When the iron gets cold, wrap it with the soldering wire. Heat the soldering iron until the solder starts melting. Wait until the surface of the tip is completely wet. Wipe off any extra solder paste from the tip, then move on to the soldering. Also, remember if tinning does not complete efficiently, it may lead to an oxidized tip which makes the soldering process harder and more difficult. 

To remove the oxidized part, copper tips can go with filing. However, the already-plated tip does not need any filling. Cool down the tip for a bit and use a wiring brush to brush off the stubborn brown or black oxidized material. Keep on brushing until the oxidized material removes. You can also use find files or sandpaper. 

Once the oxidized material is removed, start the tinning process. Make sure not to sand or fill the plated tips. Moreover, if the tip does not have any oxidation and tin well, then just clean it with wipes, or damp sponge, or any other material before soldering. Place a tiny solder ball on the soldering tip surface, which helps as the contact point with electrical components in the soldering.

·       Apply Heat

The iron tip of the soldering iron must touch the metal of the board and the electrical components firmly to create a connection. Apply heat on both parts until the solder melts down and gives off a strong joint. Put the solder around the electrical components. Take off the soldering tip as the joint form to prevent overheating the solder paste. Make sure to complete the process of soldering within just 2 seconds. However, if anyhow, the soldering takes 5 secs; then it may happen because of the incorrect method, small soldering iron, or too small soldering iron tip. 

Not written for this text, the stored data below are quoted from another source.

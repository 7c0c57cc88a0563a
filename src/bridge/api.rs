/*
 *  Copyright (C) 2025 Michael Bachmann
 *
 *  This program is free software: you can redistribute it and/or modify
 *  it under the terms of the GNU Affero General Public License as published by
 *  the Free Software Foundation, either version 3 of the License, or
 *  (at your option) any later version.
 *
 *  This program is distributed in the hope that it will be useful,
 *  but WITHOUT ANY WARRANTY; without even the implied warranty of
 *  MERCHANTABILITY or FITNESS FOR A PARTICULAR PURPOSE.  See the
 *  GNU Affero General Public License for more details.
 *
 *  You should have received a copy of the GNU Affero General Public License
 *  along with this program.  If not, see <https://www.gnu.org/licenses/>.
 */

//! The connection's actor-message API, grounded on
//! `vsc::VirtualSoundCardApi`/`VscApiMessage`'s mpsc+oneshot request/reply
//! pattern.

use crate::bridge::state::ConnectionState;
use crate::monitoring::BridgeStatsSnapshot;
use tokio::sync::oneshot;

pub enum ConnectionApiMessage {
    Stats(oneshot::Sender<BridgeStatsSnapshot>),
    State(oneshot::Sender<ConnectionState>),
    Stop(oneshot::Sender<()>),
}

/// Handle returned by `Connection::spawn`. Cloneable; every clone talks to
/// the same connection driver task.
#[derive(Clone)]
pub struct ConnectionApi {
    api_tx: tokio::sync::mpsc::Sender<ConnectionApiMessage>,
}

impl ConnectionApi {
    pub(crate) fn new(api_tx: tokio::sync::mpsc::Sender<ConnectionApiMessage>) -> Self {
        ConnectionApi { api_tx }
    }

    pub async fn stats(&self) -> Option<BridgeStatsSnapshot> {
        let (tx, rx) = oneshot::channel();
        self.api_tx.send(ConnectionApiMessage::Stats(tx)).await.ok()?;
        rx.await.ok()
    }

    pub async fn state(&self) -> Option<ConnectionState> {
        let (tx, rx) = oneshot::channel();
        self.api_tx.send(ConnectionApiMessage::State(tx)).await.ok()?;
        rx.await.ok()
    }

    pub async fn stop(&self) {
        let (tx, rx) = oneshot::channel();
        if self.api_tx.send(ConnectionApiMessage::Stop(tx)).await.is_ok() {
            rx.await.ok();
        }
    }
}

Make sure the tip of the soldering iron has a temperature of 343 degrees Celsius. Moreover, both metals must have a surface temperature above the melting point of the solder to accomplish efficient wetting. Make sure not to allow the solder to flow on a cooler surface than the temperature of the solder, as it may create “cold” joints. An adequate amount of solder flow and melt smoothly over the surface. Thus, giving a shiny, smooth, smooth straight thin edge. Whereas, if it gives a granular, irregular, dull, lumpy, and rounded look, then it means that the application of solder does not go well.

·       Remove Heat

Once the solder coats the pad’s surface, stop applying more solder and take up the iron tip from the board. Do not touch or move the solder joint for about a few seconds. Allow it to cool down, as moving the joint will give off a cold joint.

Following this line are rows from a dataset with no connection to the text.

/*
 *  Copyright (C) 2025 Michael Bachmann
 *
 *  This program is free software: you can redistribute it and/or modify
 *  it under the terms of the GNU Affero General Public License as published by
 *  the Free Software Foundation, either version 3 of the License, or
 *  (at your option) any later version.
 *
 *  This program is distributed in the hope that it will be useful,
 *  but WITHOUT ANY WARRANTY; without even the implied warranty of
 *  MERCHANTABILITY or FITNESS FOR A PARTICULAR PURPOSE.  See the
 *  GNU Affero General Public License for more details.
 *
 *  You should have received a copy of the GNU Affero General Public License
 *  along with this program.  If not, see <https://www.gnu.org/licenses/>.
 */

//! Scatter-gather list: a borrowed, singly-linked sequence of memory ranges
//! describing a logically contiguous byte range without copying.
//!
//! Entries never own their bytes — the producer does, for as long as the
//! `SgList` is alive. This mirrors the raw-pointer discipline
//! `AudioBufferPointer` uses in the teacher's buffer module: a view, not an
//! owner.

/// One entry of an [`SgList`]: a borrowed byte range.
#[derive(Debug, Clone, Copy)]
pub struct SglEntry<'a> {
    bytes: &'a [u8],
}

impl<'a> SglEntry<'a> {
    pub fn new(bytes: &'a [u8]) -> Self {
        SglEntry { bytes }
    }

    pub fn size_in_bytes(&self) -> usize {
        self.bytes.len()
    }
}

/// An ordered sequence of borrowed byte ranges. `total_data_size` always
/// equals the sum of each entry's `size_in_bytes`.
#[derive(Debug, Clone, Default)]
pub struct SgList<'a> {
    entries: Vec<SglEntry<'a>>,
    total_data_size: usize,
}

impl<'a> SgList<'a> {
    pub fn new() -> Self {
        SgList {
            entries: Vec::new(),
            total_data_size: 0,
        }
    }

    pub fn with_entry(bytes: &'a [u8]) -> Self {
        let mut sgl = SgList::new();
        sgl.push(bytes);
        sgl
    }

    /// Appends a borrowed byte range. Zero-length entries are kept (they
    /// contribute nothing to `gather`, but the iteration law still holds).
    pub fn push(&mut self, bytes: &'a [u8]) {
        self.total_data_size += bytes.len();
        self.entries.push(SglEntry::new(bytes));
    }

    pub fn total_data_size(&self) -> usize {
        self.total_data_size
    }

    pub fn entries(&self) -> &[SglEntry<'a>] {
        &self.entries
    }

    pub fn is_empty(&self) -> bool {
        self.entries.is_empty()
    }

    /// Asserts the iteration law: `Σ entry.size_in_bytes == total_data_size`.
    /// A producer that violates this has a bug; callers of this crate's test
    /// suite should assert both sides rather than trust the cached total.
    pub fn assert_consistent(&self) {
        let sum: usize = self.entries.iter().map(SglEntry::size_in_bytes).sum();
        assert_eq!(
            sum, self.total_data_size,
            "SgList total_data_size disagrees with the sum of entry sizes"
        );
    }
}

/// Copies up to `dest.len()` bytes starting at logical offset `start_offset`
/// from the concatenation of `sgl`'s entries into `dest`. Returns the number
/// of bytes actually written: `min(dest.len(), sgl.total_data_size() -
/// start_offset)`, or 0 if `start_offset >= sgl.total_data_size()`.
///
/// Pure: no allocation, no mutation of `sgl`. Skips zero-length entries.
/// Never reads past an entry's own length.
pub fn gather(sgl: &SgList<'_>, start_offset: usize, dest: &mut [u8]) -> usize {
    if start_offset >= sgl.total_data_size() || dest.is_empty() {
        return 0;
    }

    let mut logical_pos = 0usize;
    let mut written = 0usize;

    for entry in sgl.entries() {
        let entry_len = entry.size_in_bytes();
        if entry_len == 0 {
            continue;
        }
        let entry_end = logical_pos + entry_len;

        if entry_end > start_offset && written < dest.len() {
            let local_start = start_offset.saturating_sub(logical_pos);
            let available_in_entry = entry_len - local_start;
            let remaining_dest = dest.len() - written;
            let to_copy = available_in_entry.min(remaining_dest);

            dest[written..written + to_copy]
                .copy_from_slice(&entry.bytes[local_start..local_start + to_copy]);
            written += to_copy;

            if written >= dest.len() {
                break;
            }
        }

        logical_pos = entry_end;
    }

    written
}

#[cfg(test)]
mod tests {
    use super::*;

    #[test]
    fn simple_gather() {
        let bytes: Vec<u8> = (0..=255).collect();
        let sgl = SgList::with_entry(&bytes[0..256]);
        let mut dest = [0u8; 256];
        let n = gather(&sgl, 0, &mut dest);
        assert_eq!(n, 256);
        assert_eq!(&dest[..], &bytes[0..256]);
    }

    #[test]
    fn split_gather_with_offset() {
        let bytes: Vec<u8> = (0..=255).collect();
        let mut sgl = SgList::new();
        sgl.push(&bytes[10..28]);
        sgl.push(&bytes[16..17]);
        sgl.push(&bytes[33..58]);
        sgl.assert_consistent();

        let logical: Vec<u8> = bytes[10..28]
            .iter()
            .chain(bytes[16..17].iter())
            .chain(bytes[33..58].iter())
            .copied()
            .collect();

        let mut dest = [0u8; 25];
        let n = gather(&sgl, 9, &mut dest);
        assert_eq!(n, 25);
        assert_eq!(&dest[..], &logical[9..34]);
    }

    #[test]
    fn gather_boundary_at_total_size_returns_zero() {
        let bytes = [1u8, 2, 3, 4];
        let sgl = SgList::with_entry(&bytes);
        let mut dest = [0u8; 8];
        assert_eq!(gather(&sgl, 4, &mut dest), 0);
    }

    #[test]
    fn gather_unbounded_count_returns_total_size() {
        let bytes = [1u8, 2, 3, 4, 5];
        let sgl = SgList::with_entry(&bytes);
        let mut dest = [0u8; 1024];
        assert_eq!(gather(&sgl, 0, &mut dest), 5);
    }

    #[test]
    fn skips_zero_length_entries() {
        let a = [1u8, 2, 3];
        let b: [u8; 0] = [];
        let c = [4u8, 5];
        let mut sgl = SgList::new();
        sgl.push(&a);
        sgl.push(&b);
        sgl.push(&c);
        let mut dest = [0u8; 5];
        assert_eq!(gather(&sgl, 0, &mut dest), 5);
        assert_eq!(dest, [1, 2, 3, 4, 5]);
    }

    #[test]
    fn iteration_law_holds_for_constructed_list() {
        let a = [0u8; 7];
        let b = [0u8; 3];
        let mut sgl = SgList::new();
        sgl.push(&a);
        sgl.push(&b);
        sgl.assert_consistent();
        assert_eq!(sgl.total_data_size(), 10);
    }
}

·       Finishing The Solder Joint

Cut off extra leads. Make sure not to fall for irregular solder edges. Also, leave a tiny headroom as it does not let the solder separate from leads on getting shocks during cutting.

Hand Soldering For Through-Hole Components


Once you gather all the hand-soldering equipment and components, start the process with the following steps. 

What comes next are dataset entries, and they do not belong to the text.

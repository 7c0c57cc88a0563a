/*
 *  Copyright (C) 2025 Michael Bachmann
 *
 *  This program is free software: you can redistribute it and/or modify
 *  it under the terms of the GNU Affero General Public License as published by
 *  the Free Software Foundation, either version 3 of the License, or
 *  (at your option) any later version.
 *
 *  This program is distributed in the hope that it will be useful,
 *  but WITHOUT ANY WARRANTY; without even the implied warranty of
 *  MERCHANTABILITY or FITNESS FOR A PARTICULAR PURPOSE.  See the
 *  GNU Affero General Public License for more details.
 *
 *  You should have received a copy of the GNU Affero General Public License
 *  along with this program.  If not, see <https://www.gnu.org/licenses/>.
 */

//! Reader/writer for `RIFF <size> CDI <chunk: FOURCC+size+payload>*` files
//! carrying ancillary-data (`ANC `) chunks.

use crate::error::{RiffError, RiffResult};
use std::fs::File;
use std::io::{Read, Seek, SeekFrom, Write};
use std::path::Path;

const FORM_TYPE: &[u8; 4] = b"CDI ";
const ANC_FOURCC: &[u8; 4] = b"ANC ";
const FILE_HEADER_LEN: u64 = 12;
const CHUNK_HEADER_LEN: u64 = 8;

/// Size bound applied to any chunk payload a reader will accept.
pub struct RiffStream {
    pub max_payload_size: u32,
}

impl Default for RiffStream {
    fn default() -> Self {
        RiffStream {
            max_payload_size: 64 * 1024 * 1024,
        }
    }
}

/// A RIFF reader positioned just after the 12-byte file header. `File`
/// loops: reaching EOF rewinds to the first chunk and retries once.
pub struct RiffReader {
    file: File,
}

impl RiffReader {
    /// Validates the `RIFF` marker and `CDI ` form type, leaving the file
    /// positioned after the 12-byte header.
    pub fn open_riff(path: impl AsRef<Path>) -> RiffResult<Self> {
        let mut file = File::open(path)?;
        let mut header = [0u8; 12];
        file.read_exact(&mut header)?;

        if &header[0..4] != b"RIFF" {
            return Err(RiffError::BadRiffMarker);
        }
        if &header[8..12] != FORM_TYPE {
            return Err(RiffError::BadFormType);
        }

        Ok(RiffReader { file })
    }

    /// Reads the next chunk header, returning its payload size. Rejects any
    /// FOURCC other than `ANC `. On EOF, rewinds to offset 12 and retries
    /// once (the file loops).
    pub fn next_chunk_size(&mut self, stream: &RiffStream) -> RiffResult<u32> {
        match self.read_chunk_header() {
            Ok(size) => Ok(self.check_payload_size(size, stream)?),
            Err(RiffError::TruncatedHeader) => {
                self.file.seek(SeekFrom::Start(FILE_HEADER_LEN))?;
                let size = self.read_chunk_header()?;
                self.check_payload_size(size, stream)
            }
            Err(e) => Err(e),
        }
    }

    /// Reads the payload of the chunk whose size was just returned by
    /// [`RiffReader::next_chunk_size`].
    pub fn read_chunk_payload(&mut self, size: u32) -> RiffResult<Vec<u8>> {
        let mut payload = vec![0u8; size as usize];
        self.file.read_exact(&mut payload)?;
        Ok(payload)
    }

    fn read_chunk_header(&mut self) -> RiffResult<u32> {
        let mut header = [0u8; 8];
        if self.file.read_exact(&mut header).is_err() {
            return Err(RiffError::TruncatedHeader);
        }
        let fourcc: [u8; 4] = header[0..4].try_into().expect("slice is 4 bytes");
        if &fourcc != ANC_FOURCC {
            return Err(RiffError::UnexpectedFourCc { found: fourcc });
        }
        Ok(u32::from_le_bytes(header[4..8].try_into().expect("slice is 4 bytes")))
    }

    fn check_payload_size(&self, size: u32, stream: &RiffStream) -> RiffResult<u32> {
        if size > stream.max_payload_size {
            return Err(RiffError::PayloadTooLarge {
                size,
                max: stream.max_payload_size,
            });
        }
        Ok(size)
    }
}

/// A RIFF writer. Writes a placeholder 12-byte header up front; `close`
/// patches in the final file size.
pub struct RiffWriter {
    file: File,
}

impl RiffWriter {
    pub fn create(path: impl AsRef<Path>) -> RiffResult<Self> {
        let mut file = File::create(path)?;
        file.write_all(b"RIFF")?;
        file.write_all(&0u32.to_le_bytes())?;
        file.write_all(FORM_TYPE)?;
        Ok(RiffWriter { file })
    }

    /// Writes one `ANC ` chunk: an 8-byte chunk header followed by `payload`.
    pub fn write_anc_chunk(&mut self, payload: &[u8]) -> RiffResult<()> {
        self.file.write_all(ANC_FOURCC)?;
        self.file.write_all(&(payload.len() as u32).to_le_bytes())?;
        self.file.write_all(payload)?;
        Ok(())
    }

    /// Seeks back and patches the file-size field: the stream's total
    /// length minus one `RiffChunkHeader` (the 8-byte `RIFF`+size prefix is
    /// not counted, matching the RIFF convention that the size field
    /// excludes itself and the `RIFF` tag).
    pub fn close(mut self) -> RiffResult<()> {
        let end = self.file.stream_position()?;
        let file_size = end - CHUNK_HEADER_LEN;
        self.file.seek(SeekFrom::Start(4))?;
        self.file.write_all(&(file_size as u32).to_le_bytes())?;
        self.file.flush()?;
        Ok(())
    }
}
/*
 *  Copyright (C) 2025 Michael Bachmann
 *
 *  This program is free software: you can redistribute it and/or modify
 *  it under the terms of the GNU Affero General Public License as published by
 *  the Free Software Foundation, either version 3 of the License, or
 *  (at your option) any later version.
 *
 *  This program is distributed in the hope that it will be useful,
 *  but WITHOUT ANY WARRANTY; without even the implied warranty of
 *  MERCHANTABILITY or FITNESS FOR A PARTICULAR PURPOSE.  See the
 *  GNU Affero General Public License for more details.
 *
 *  You should have received a copy of the GNU Affero General Public License
 *  along with this program.  If not, see <https://www.gnu.org/licenses/>.
 */

//! Fixed-capacity, thread-safe frame pool with a non-blocking acquire.
//!
//! Generalizes the teacher's fixed-size `Box<[f32]>`/`Box<[u8]>` buffers
//! (`aes67-rs::buffer`) into a reusable pool of arbitrary pooled values.
//! Never grows past its construction-time capacity, matching `spec` §5's
//! "never grown after construction" requirement.

use crate::error::PoolError;
use std::sync::{Arc, Mutex};

/// A fixed-capacity pool. `acquire` never blocks: it returns `Err` on
/// exhaustion rather than growing or waiting.
pub struct FramePool<T> {
    capacity: usize,
    free: Mutex<Vec<T>>,
}

impl<T> FramePool<T> {
    /// Builds a pool pre-populated with `capacity` slots produced by `make`.
    pub fn new(capacity: usize, mut make: impl FnMut() -> T) -> Arc<Self> {
        let mut free = Vec::with_capacity(capacity);
        for _ in 0..capacity {
            free.push(make());
        }
        Arc::new(FramePool {
            capacity,
            free: Mutex::new(free),
        })
    }

    pub fn capacity(&self) -> usize {
        self.capacity
    }

    /// Non-blocking acquire. Returns `PoolError::Exhausted` if no slot is
    /// free.
    pub fn try_acquire(&self) -> Result<T, PoolError> {
        let mut free = self.free.lock().expect("pool mutex poisoned");
        free.pop().ok_or(PoolError::Exhausted {
            capacity: self.capacity,
        })
    }

    /// Returns a slot to the pool. Never grows the pool past `capacity`:
    /// excess returns (a caller bug) are dropped rather than retained.
    pub fn release(&self, value: T) {
        let mut free = self.free.lock().expect("pool mutex poisoned");
        if free.len() < self.capacity {
            free.push(value);
        }
    }

    pub fn available(&self) -> usize {
        self.free.lock().expect("pool mutex poisoned").len()
    }
}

  1. Clean the components leads and PCB thoroughly. Otherwise, it may create poor soldering joints. 
  2. Apply the solder paste on the electrical components and leads of the circuit board that needs soldering.
  3. Heat the soldering iron at the required temperature. 
  4. Grab the soldering iron and soldering lead in each hand. In this, use a reel stand to maintain adequate tension and angle.
  5. Identify the exact point where copper and leads of electrical components meet with each on the PCB. Put the soldering lead on that point and start applying heat. 
  6. Cut off the excess leads.
  7. Look out for errors and irregularities. And try to resolve the problems.

Similarly, the soldering process works differently for SM assembly than the TH assembly. Do not lose hope if you don’t succeed in your first attempt at hand soldering. It considers the simplest method of all soldering processes, yet it needs extra care and attention while doing so. Therefore, keep practicing until you experience all of it. Hence, you will get a perfect joint PCBA in the end.